Sensorgestütztes Kochen. Noch so ein technisch anspruchsvolles und nutzenorientiertes Thema, das im W-LAN-Rauschen der IFA etwas zu sehr an den Rand gedrängt wurde. Neue Sensoren in Backöfen und Kochfeldern erweisen sich als hilfreich für alle, die es lieben, beim Kochen und Backen von der Technik unterstützt zu werden. Bei Bosch gab es das jetzt ganz neu zu begutachten und bei Miele auch. AEG forciert das schon länger, und Panasonic hat das temperaturgesteuerte Kochen gar zum Alleinstellungsmerkmal erkoren – weil der Wettbewerb seine Kochfeldsensoren in Temperaturbereichen arbeiten lässt, so heißt es, und nicht auf das Grad genau.

Muldenlüftungen. Wer 2016 als Dunstabzug etwas auf sich hält, macht sich mit der Technik rar. Die „unsichtbare Haube“ ist Trend. Im höherwertigen Segment der Küchenplanung wird nach ganz oben oder nach unten abgesaugt. Deckenmodule gewinnen weiter an Einfluss, ganz besonders aber Muldenlüftungen. Mit seinen Kochfeld-Abzug-Kombinationen hat Bora dieser Spielart des Dunstabzugs vor einigen Jahren neues Leben eingehaucht, nun folgen zahlreiche Hersteller, die auch etwas vom Umsatzkuchen abhaben wollen.
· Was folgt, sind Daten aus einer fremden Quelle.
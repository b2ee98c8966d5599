// SPDX-License-Identifier: AGPL-3.0-only
// Copyright (C) 2024 Jonathan Lee
// This program is free software: you can redistribute it and/or modify
// it under the terms of the GNU Affero General Public License version 3
// as published by the Free Software Foundation.
// This program is distributed in the hope that it will be useful,
// but WITHOUT ANY WARRANTY; without even the implied warranty of
// MERCHANTABILITY or FITNESS FOR A PARTICULAR PURPOSE.
// See the GNU Affero General Public License for more details.
// You should have received a copy of the GNU Affero General Public License
// along with this program. If not, see https://www.gnu.org/licenses/.

//! Minimal companion dashboard: one bar chart of votes per restaurant.

use eframe::egui;
use std::path::PathBuf;

use savor::analysis::{Figure, FigureKind};
use savor::widgets;
use savor::{Dataset, DashboardError, ErrorReporter};

const DATA_PATH_CANDIDATES: [&str; 4] = [
    "Zomato data .csv",
    "data/zomato.csv",
    "data/restaurants.csv",
    "restaurants.csv",
];

fn main() -> std::result::Result<(), eframe::Error> {
    env_logger::init();
    let options = eframe::NativeOptions {
        viewport: egui::ViewportBuilder::default()
            .with_inner_size([800.0, 600.0])
            .with_title("Restaurant Votes Board"),
        ..Default::default()
    };
    eframe::run_native(
        "Restaurant Votes Board",
        options,
        Box::new(|_cc| Ok(Box::new(VotesBoardApp::new()))),
    )
}

struct VotesBoardApp {
    figure: Option<Figure>,
    error_message: Option<String>,
    reporter: ErrorReporter,
}

impl VotesBoardApp {
    fn new() -> Self {
        let mut app = Self {
            figure: None,
            error_message: None,
            reporter: ErrorReporter::new(),
        };
        if let Some(path) = DATA_PATH_CANDIDATES
            .iter()
            .map(PathBuf::from)
            .find(|path| path.exists())
        {
            app.load(path);
        }
        app
    }

    fn load(&mut self, path: PathBuf) {
        self.error_message = None;
        self.figure = None;
        match Dataset::from_csv_file(&path) {
            Ok(dataset) => self.figure = Some(votes_figure(&dataset)),
            Err(e) => {
                let error = DashboardError::from(e);
                log::error!("failed to load '{}': {error}", path.display());
                self.error_message = Some(self.reporter.report(&error));
            }
        }
    }
}

/// Votes for every restaurant in file order, the way the source data
/// arrives; no top-N truncation here.
fn votes_figure(dataset: &Dataset) -> Figure {
    let mut labels = Vec::new();
    let mut values = Vec::new();
    for record in dataset.records() {
        if let Some(votes) = record.votes {
            labels.push(record.name.clone());
            values.push(votes as f64);
        }
    }
    Figure {
        title: "Votes for Restaurants".to_string(),
        x_label: "Restaurant Name".to_string(),
        y_label: "Votes".to_string(),
        kind: FigureKind::Bar { labels, values },
    }
}

impl eframe::App for VotesBoardApp {
    fn update(&mut self, ctx: &egui::Context, _frame: &mut eframe::Frame) {
        egui::CentralPanel::default().show(ctx, |ui| {
            ui.heading("Restaurant Votes Dashboard");
            ui.separator();
            if ui.button("Open CSV").clicked() {
                if let Some(path) = rfd::FileDialog::new()
                    .add_filter("CSV files", &["csv"])
                    .pick_file()
                {
                    self.load(path);
                }
            }
            if let Some(error) = &self.error_message {
                ui.colored_label(egui::Color32::RED, "Error:");
                ui.monospace(error);
                return;
            }
            match &self.figure {
                Some(figure) => {
                    egui::ScrollArea::vertical().show(ui, |ui| {
                        widgets::show_figure(ui, figure, 0);
                    });
                }
                None => {
                    ui.label("Open a CSV file to see the votes chart.");
                }
            }
        });
    }
}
Dabei ist die  Idee der Muldenlüftung wohlwollend als „bewährt“ zu bezeichnen. Eine neue Entwicklung, wie es zum Beispiel Bora gern etwas vollmundig herausstellt, ist es in Gänze jedenfalls nicht. „Erfunden“ wurde die Muldenlüftung bereits 1965 vom amerikanischen Unternehmen Jenn-Air. Als Lizenznehmer soll Gaggenau diese Technik dann 1974 nach Europa gebracht haben.